*Records shown*
▶

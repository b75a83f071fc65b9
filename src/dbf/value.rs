// src/dbf/value.rs

use chrono::{Duration, NaiveDate, NaiveDateTime, Timelike};
use std::fmt::Write as _;

use super::header::{FieldDescriptor, FieldType};
use super::memo::{MemoBlock, MemoFile};
use super::DbfError;
use crate::encoding::{Codec, DecodeMode};

/// Offset between the Julian day number used by FoxPro and chrono's day 1 (0001-01-01).
const JULIAN_TO_CE: i64 = 1_721_425;

/// A decoded field value.
#[derive(Debug, Clone, PartialEq)]
pub enum Value {
    Null,
    Text(String),
    Integer(i64),
    /// An integer too wide for `i64`, kept as its normalized digits.
    Decimal(String),
    Float(f64),
    /// Fixed-point money in ten-thousandths.
    Currency(i64),
    Date(NaiveDate),
    DateTime(NaiveDateTime),
    Logical(bool),
    Bytes(Vec<u8>),
}

impl Value {
    /// Text rendering used for the all-TEXT target columns.
    ///
    /// Null renders as "". Floats keep a trailing `.0` and use `1e+16` style
    /// exponents; date-times carry `.ffffff` only when there is a sub-second
    /// part. Raw bytes (binary memos, null flags) render as lowercase hex
    /// with no prefix.
    pub fn to_text(&self) -> String {
        match self {
            Value::Null => String::new(),
            Value::Text(s) | Value::Decimal(s) => s.clone(),
            Value::Integer(i) => i.to_string(),
            Value::Float(f) => float_text(*f),
            Value::Currency(units) => currency_text(*units),
            Value::Date(d) => d.format("%Y-%m-%d").to_string(),
            Value::DateTime(dt) if dt.nanosecond() == 0 => {
                dt.format("%Y-%m-%d %H:%M:%S").to_string()
            }
            Value::DateTime(dt) => dt.format("%Y-%m-%d %H:%M:%S%.6f").to_string(),
            Value::Logical(true) => "True".into(),
            Value::Logical(false) => "False".into(),
            Value::Bytes(b) => b.iter().fold(String::with_capacity(b.len() * 2), |mut s, x| {
                let _ = write!(s, "{:02x}", x);
                s
            }),
        }
    }
}

fn float_text(f: f64) -> String {
    if f.is_nan() {
        return "nan".into();
    }
    // `{:?}` already switches to exponent form outside 1e-4..1e16
    let debug = format!("{:?}", f);
    match debug.split_once('e') {
        Some((mantissa, exp)) => {
            let (sign, digits) = match exp.strip_prefix('-') {
                Some(d) => ('-', d),
                None => ('+', exp),
            };
            format!("{}e{}{:0>2}", mantissa, sign, digits)
        }
        None => debug,
    }
}

fn currency_text(units: i64) -> String {
    let sign = if units < 0 { "-" } else { "" };
    let abs = units.unsigned_abs();
    let whole = abs / 10_000;
    let frac = abs % 10_000;
    if frac == 0 {
        return format!("{}{}", sign, whole);
    }
    let frac = format!("{:04}", frac);
    format!("{}{}.{}", sign, whole, frac.trim_end_matches('0'))
}

/// Everything a field parser needs besides the raw bytes.
pub struct FieldContext<'a> {
    pub codec: &'a Codec,
    pub mode: DecodeMode,
    pub memo: Option<&'a MemoFile>,
}

pub fn parse_value(
    field: &FieldDescriptor,
    raw: &[u8],
    ctx: &FieldContext<'_>,
) -> Result<Value, DbfError> {
    match field.kind {
        FieldType::Character => {
            let trimmed = trim_end(raw, &[b' ', 0]);
            Ok(Value::Text(ctx.codec.decode(trimmed, ctx.mode)?.into_owned()))
        }
        FieldType::Numeric | FieldType::Float => parse_numeric(field, raw),
        FieldType::Date => parse_date(field, raw),
        FieldType::Logical => match raw.first().copied().unwrap_or(b' ') {
            b'T' | b't' | b'Y' | b'y' => Ok(Value::Logical(true)),
            b'F' | b'f' | b'N' | b'n' => Ok(Value::Logical(false)),
            b'?' | b' ' | 0 => Ok(Value::Null),
            _ => Err(invalid(field, "logical", raw)),
        },
        FieldType::Integer | FieldType::AutoIncrement => {
            let bytes: [u8; 4] = fixed(field, raw)?;
            Ok(Value::Integer(i64::from(i32::from_le_bytes(bytes))))
        }
        FieldType::Currency => {
            let bytes: [u8; 8] = fixed(field, raw)?;
            Ok(Value::Currency(i64::from_le_bytes(bytes)))
        }
        FieldType::Double => {
            let bytes: [u8; 8] = fixed(field, raw)?;
            Ok(Value::Float(f64::from_le_bytes(bytes)))
        }
        FieldType::Binary if field.length == 8 => {
            let bytes: [u8; 8] = fixed(field, raw)?;
            Ok(Value::Float(f64::from_le_bytes(bytes)))
        }
        FieldType::DateTime => {
            let bytes: [u8; 8] = fixed(field, raw)?;
            let day = u32::from_le_bytes([bytes[0], bytes[1], bytes[2], bytes[3]]);
            let msec = u32::from_le_bytes([bytes[4], bytes[5], bytes[6], bytes[7]]);
            julian_datetime(field, day, msec, raw)
        }
        FieldType::Timestamp => {
            let bytes: [u8; 8] = fixed(field, raw)?;
            let day = u32::from_be_bytes([bytes[0], bytes[1], bytes[2], bytes[3]]);
            let msec = u32::from_be_bytes([bytes[4], bytes[5], bytes[6], bytes[7]]);
            julian_datetime(field, day, msec, raw)
        }
        FieldType::Memo | FieldType::General | FieldType::Picture | FieldType::Binary => {
            parse_memo(field, raw, ctx)
        }
        FieldType::NullFlags => Ok(Value::Bytes(raw.to_vec())),
        FieldType::Unknown(kind) => Err(DbfError::UnknownFieldType {
            field: field.name.clone(),
            kind,
        }),
    }
}

fn parse_numeric(field: &FieldDescriptor, raw: &[u8]) -> Result<Value, DbfError> {
    // some writers pad with '*' or NUL instead of spaces
    let text = String::from_utf8_lossy(raw);
    let cleaned = text
        .trim_matches(|c: char| c.is_ascii_whitespace() || c == '\0')
        .trim_matches('*');
    if cleaned.trim().is_empty() {
        return Ok(Value::Null);
    }
    if let Ok(i) = cleaned.parse::<i64>() {
        return Ok(Value::Integer(i));
    }
    if let Some(digits) = wide_integer(cleaned) {
        return Ok(Value::Decimal(digits));
    }
    cleaned
        .replace(',', ".")
        .parse::<f64>()
        .map(Value::Float)
        .map_err(|_| invalid(field, "numeric", raw))
}

/// `[+-]digits` normalized to no `+` and no leading zeros.
fn wide_integer(text: &str) -> Option<String> {
    let (negative, digits) = match text.as_bytes().first()? {
        b'-' => (true, &text[1..]),
        b'+' => (false, &text[1..]),
        _ => (false, text),
    };
    if digits.is_empty() || !digits.bytes().all(|b| b.is_ascii_digit()) {
        return None;
    }
    match digits.trim_start_matches('0') {
        "" => Some("0".into()),
        d if negative => Some(format!("-{}", d)),
        d => Some(d.to_string()),
    }
}

fn parse_date(field: &FieldDescriptor, raw: &[u8]) -> Result<Value, DbfError> {
    let text = String::from_utf8_lossy(raw);
    let digits = |range: std::ops::Range<usize>| -> Option<u32> {
        text.get(range)?.trim().parse().ok()
    };
    let date = match (digits(0..4), digits(4..6), digits(6..8)) {
        (Some(y), Some(m), Some(d)) => NaiveDate::from_ymd_opt(y as i32, m, d),
        _ => None,
    };
    match date {
        Some(d) => Ok(Value::Date(d)),
        None if raw.iter().all(|&b| matches!(b, b' ' | b'0' | 0)) => Ok(Value::Null),
        None => Err(invalid(field, "date", raw)),
    }
}

fn julian_datetime(
    field: &FieldDescriptor,
    day: u32,
    msec: u32,
    raw: &[u8],
) -> Result<Value, DbfError> {
    if day == 0 {
        return Ok(Value::Null);
    }
    let days_ce = i32::try_from(i64::from(day) - JULIAN_TO_CE)
        .map_err(|_| invalid(field, "datetime", raw))?;
    let date = NaiveDate::from_num_days_from_ce_opt(days_ce)
        .ok_or_else(|| invalid(field, "datetime", raw))?;
    let midnight = date
        .and_hms_opt(0, 0, 0)
        .ok_or_else(|| invalid(field, "datetime", raw))?;
    Ok(Value::DateTime(
        midnight + Duration::milliseconds(i64::from(msec)),
    ))
}

fn parse_memo(
    field: &FieldDescriptor,
    raw: &[u8],
    ctx: &FieldContext<'_>,
) -> Result<Value, DbfError> {
    let index: u64 = if raw.len() == 4 {
        u64::from(u32::from_le_bytes([raw[0], raw[1], raw[2], raw[3]]))
    } else {
        let text = String::from_utf8_lossy(raw);
        let trimmed = text.trim_matches(|c: char| c == ' ' || c == '\0');
        if trimmed.is_empty() {
            0
        } else {
            trimmed
                .parse()
                .map_err(|_| invalid(field, "memo pointer", raw))?
        }
    };

    let Some(memo) = ctx.memo else {
        // tables with memo fields are refused at open without a memo file
        return Ok(Value::Null);
    };
    match memo.block(index)? {
        None => Ok(Value::Null),
        Some(MemoBlock::Text(body)) if field.kind == FieldType::Memo => {
            Ok(Value::Text(ctx.codec.decode(body, ctx.mode)?.into_owned()))
        }
        Some(MemoBlock::Text(body)) | Some(MemoBlock::Binary(body)) => {
            Ok(Value::Bytes(body.to_vec()))
        }
    }
}

fn fixed<const N: usize>(field: &FieldDescriptor, raw: &[u8]) -> Result<[u8; N], DbfError> {
    raw.get(..N)
        .and_then(|b| b.try_into().ok())
        .ok_or_else(|| invalid(field, "binary", raw))
}

fn trim_end<'a>(raw: &'a [u8], pad: &[u8]) -> &'a [u8] {
    let end = raw
        .iter()
        .rposition(|b| !pad.contains(b))
        .map_or(0, |i| i + 1);
    &raw[..end]
}

fn invalid(field: &FieldDescriptor, kind: &'static str, raw: &[u8]) -> DbfError {
    DbfError::InvalidValue {
        field: field.name.clone(),
        kind,
        raw: String::from_utf8_lossy(raw).into_owned(),
    }
}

◀

*Exercise brief*
Beginning with the first line of the listing above, please write out every line exactly until you reach the line that contains "const JULIAN_TO_CE: i64 = 1_721_425;", and include that one too.

*Written answer*
repository b75a83f071fc65b9
filename src/dbf/value.rs
// src/dbf/value.rs

use chrono::{Duration, NaiveDate, NaiveDateTime, Timelike};
use std::fmt::Write as _;

use super::header::{FieldDescriptor, FieldType};
use super::memo::{MemoBlock, MemoFile};
use super::DbfError;
use crate::encoding::{Codec, DecodeMode};

/// Offset between the Julian day number used by FoxPro and chrono's day 1 (0001-01-01).
const JULIAN_TO_CE: i64 = 1_721_425;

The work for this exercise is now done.